BaseX-Talk mailing list BaseX-Talk@mailman.uni-konstanz.de https://mailman.uni-konstanz.de/mailman/listinfo/basex-talk
Erdal,
It's hard to know what you're missing, exactly. On the other hand the behavior you report is the correct behavior given the XDM (the data model underlying BaseX).
The XDM presents an XML document as a tree of nodes, and does not represent whether any text content (text node leaves of this tree) have been represented, in a serialization (i.e., in XML as a text-based data format amenable to parsing), using one or more CDATA marked sections.
This means that unless you go to a lot of extra trouble, you won't ordinarily be able to "round trip" a CDATA marked section through a parsing and serialization cycle. (Plus, generally speaking, this requirement is usually an effort to provide a functionality for which there are better solutions in any case. Developers sometimes think they need a CDATA marked section when they actually don't.)
On the other hand, serializers can often be configured with a specification of where text nodes should be wrapped in CDATA marked sections. See http://docs.basex.org/wiki/Serialization for BaseX's support for this (using the cdata-section-elements parameter). This won't let you "keep" CDATA marked sections in your input, but it does let you get them into the output in places you designate.
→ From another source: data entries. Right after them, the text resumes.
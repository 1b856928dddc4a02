//! Log stream subscription
//!
//! A transport worker holds the server-push connection and forwards each
//! event's data over a channel. [`LogStream`] is the consuming end: a lazy,
//! non-restartable sequence of lines with an explicit `close`.

use std::future::Future;
use std::pin::Pin;
use std::time::Duration;

use futures::StreamExt;
use reqwest::{header, Client};
use tokio::sync::{mpsc, oneshot};
use tokio::task::JoinHandle;
use tracing::{debug, error, info, warn};

use crate::http::sse::SseParser;
use crate::utils::{calc_exp_backoff, CooldownOptions};

/// Log stream worker options
#[derive(Debug, Clone)]
pub struct Options {
    /// Reconnect backoff after a transport error or end of stream
    pub reconnect: CooldownOptions,

    /// Lines buffered between transport and consumer
    pub channel_capacity: usize,
}

impl Default for Options {
    fn default() -> Self {
        Self {
            reconnect: CooldownOptions::default(),
            channel_capacity: 1024,
        }
    }
}

/// Consuming end of the log subscription
pub struct LogStream {
    lines: mpsc::Receiver<String>,
    shutdown_tx: Option<oneshot::Sender<()>>,
    worker: Option<JoinHandle<()>>,
    closed: bool,
}

impl LogStream {
    /// Open the subscription and start its transport worker
    pub fn open(options: Options, client: Client, url: String) -> Self {
        let (tx, rx) = mpsc::channel(options.channel_capacity.max(1));
        let (shutdown_tx, shutdown_rx) = oneshot::channel::<()>();

        let worker = tokio::spawn(async move {
            run(
                &options,
                &client,
                &url,
                tx,
                tokio::time::sleep,
                Box::pin(async move {
                    let _ = shutdown_rx.await;
                }),
            )
            .await;
        });

        Self {
            lines: rx,
            shutdown_tx: Some(shutdown_tx),
            worker: Some(worker),
            closed: false,
        }
    }

    /// Wrap an existing line channel with no transport worker attached
    pub fn from_receiver(lines: mpsc::Receiver<String>) -> Self {
        Self {
            lines,
            shutdown_tx: None,
            worker: None,
            closed: false,
        }
    }

    /// Next line in arrival order; `None` once closed or the transport ended
    pub async fn next_line(&mut self) -> Option<String> {
        if self.closed {
            return None;
        }
        self.lines.recv().await
    }

    pub fn is_closed(&self) -> bool {
        self.closed
    }

    /// Stop the transport and release the connection. Later calls are no-ops.
    pub async fn close(&mut self) {
        if self.closed {
            return;
        }
        self.closed = true;
        self.lines.close();

        if let Some(shutdown_tx) = self.shutdown_tx.take() {
            let _ = shutdown_tx.send(());
        }
        if let Some(worker) = self.worker.take() {
            if let Err(e) = worker.await {
                error!("Log stream worker ended abnormally: {}", e);
            }
        }
        info!("Log stream closed");
    }
}

impl Drop for LogStream {
    fn drop(&mut self) {
        if let Some(worker) = self.worker.take() {
            worker.abort();
        }
    }
}

/// Run the transport worker until shutdown or until the consumer goes away
pub async fn run<S, F>(
    options: &Options,
    client: &Client,
    url: &str,
    tx: mpsc::Sender<String>,
    sleep_fn: S,
    mut shutdown_signal: Pin<Box<dyn Future<Output = ()> + Send>>,
) where
    S: Fn(Duration) -> F,
    F: Future<Output = ()>,
{
    info!("Log stream worker starting...");
    let mut attempt: u32 = 0;

    loop {
        debug!("Connecting to log stream: {}", url);
        let connect = client
            .get(url)
            .header(header::ACCEPT, "text/event-stream")
            .send();

        let response = tokio::select! {
            _ = &mut shutdown_signal => {
                info!("Log stream worker shutting down...");
                return;
            }
            response = connect => response,
        };

        match response {
            Ok(response) if response.status().is_success() => {
                info!("Connected to log stream");
                attempt = 0;

                let mut parser = SseParser::new();
                let mut body = Box::pin(response.bytes_stream());
                loop {
                    tokio::select! {
                        _ = &mut shutdown_signal => {
                            info!("Log stream worker shutting down connection...");
                            return;
                        }
                        chunk = body.next() => match chunk {
                            Some(Ok(bytes)) => {
                                for event in parser.feed(&bytes) {
                                    if tx.send(event.data).await.is_err() {
                                        debug!("Log consumer dropped, stopping worker");
                                        return;
                                    }
                                }
                            }
                            Some(Err(e)) => {
                                error!("Log stream error: {}", e);
                                break;
                            }
                            None => {
                                warn!("Log stream ended by server");
                                break;
                            }
                        }
                    }
                }
            }
            Ok(response) => {
                error!("Log stream request failed: {}", response.status());
            }
            Err(e) => {
                error!("Failed to connect to log stream: {}", e);
            }
        }

        if tx.is_closed() {
            return;
        }

        let delay = calc_exp_backoff(&options.reconnect, attempt);
        attempt = attempt.saturating_add(1);
        warn!("Reconnecting to log stream in {:?}...", delay);
        tokio::select! {
            _ = &mut shutdown_signal => {
                info!("Log stream worker shutting down...");
                return;
            }
            _ = sleep_fn(delay) => {}
        }
    }
}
Yet -- if this is related to your earlier thread -- I doubt that I understand exactly why escaping your { as {{ is not as good a solution as using a call to parse-xml() to wrap the XML syntax. Certainly I don't see any reason why it should not perform as well: won't the call to parse the string as XML take just as long as the bare XQuery syntax parse, which is happening in any case? (Of course I have no measurements.)
Cheers, Wendell
Wendell Piez | http://www.wendellpiez.com XML | XSLT | electronic publishing Eat Your Vegetables _____oo_________o_o___ooooo____ooooooo_^
On Thu, Oct 24, 2013 at 3:06 AM, Erdal Karaca erdal.karaca.de@gmail.com wrote:
Hi all, When using parse-xml(-fragment), wrapping CDATA sections are removed and the text content within the original CDATA is returned.
For example: parse-xml-fragment("<newNode><data><![CDATA[{cdata}]]></data></newNode>")
returns
<newNode> <data>{cdata}</data> </newNode>
But I need this:
<newNode> <data><![CDATA[{cdata}]]></data> </newNode>
Do I miss something?
Thanks!
BaseX-Talk mailing list BaseX-Talk@mailman.uni-konstanz.de https://mailman.uni-konstanz.de/mailman/listinfo/basex-talk
Thanks both for the quick answer!
As for choosing parse-xml over replacing '{' with '{{':
replace(replace('<x><text>{abc}</text><text><![CDATA[{xyz}]]></text></x>', '{', '{{'),'}', '}}')
Just replacing the curly braces would change the semantics (of user provided contents) in the second text element as it is wrapped inside a CDATA section and wont be evaluated (as embbeded expression) anyways, would it not? You would have to know when to escape and when not to.
Thanks!
2013/10/24 Wendell Piez wapiez@wendellpiez.com
Erdal,
It's hard to know what you're missing, exactly. On the other hand the behavior you report is the correct behavior given the XDM (the data model underlying BaseX).
The XDM presents an XML document as a tree of nodes, and does not represent whether any text content (text node leaves of this tree) have been represented, in a serialization (i.e., in XML as a text-based data format amenable to parsing), using one or more CDATA marked sections.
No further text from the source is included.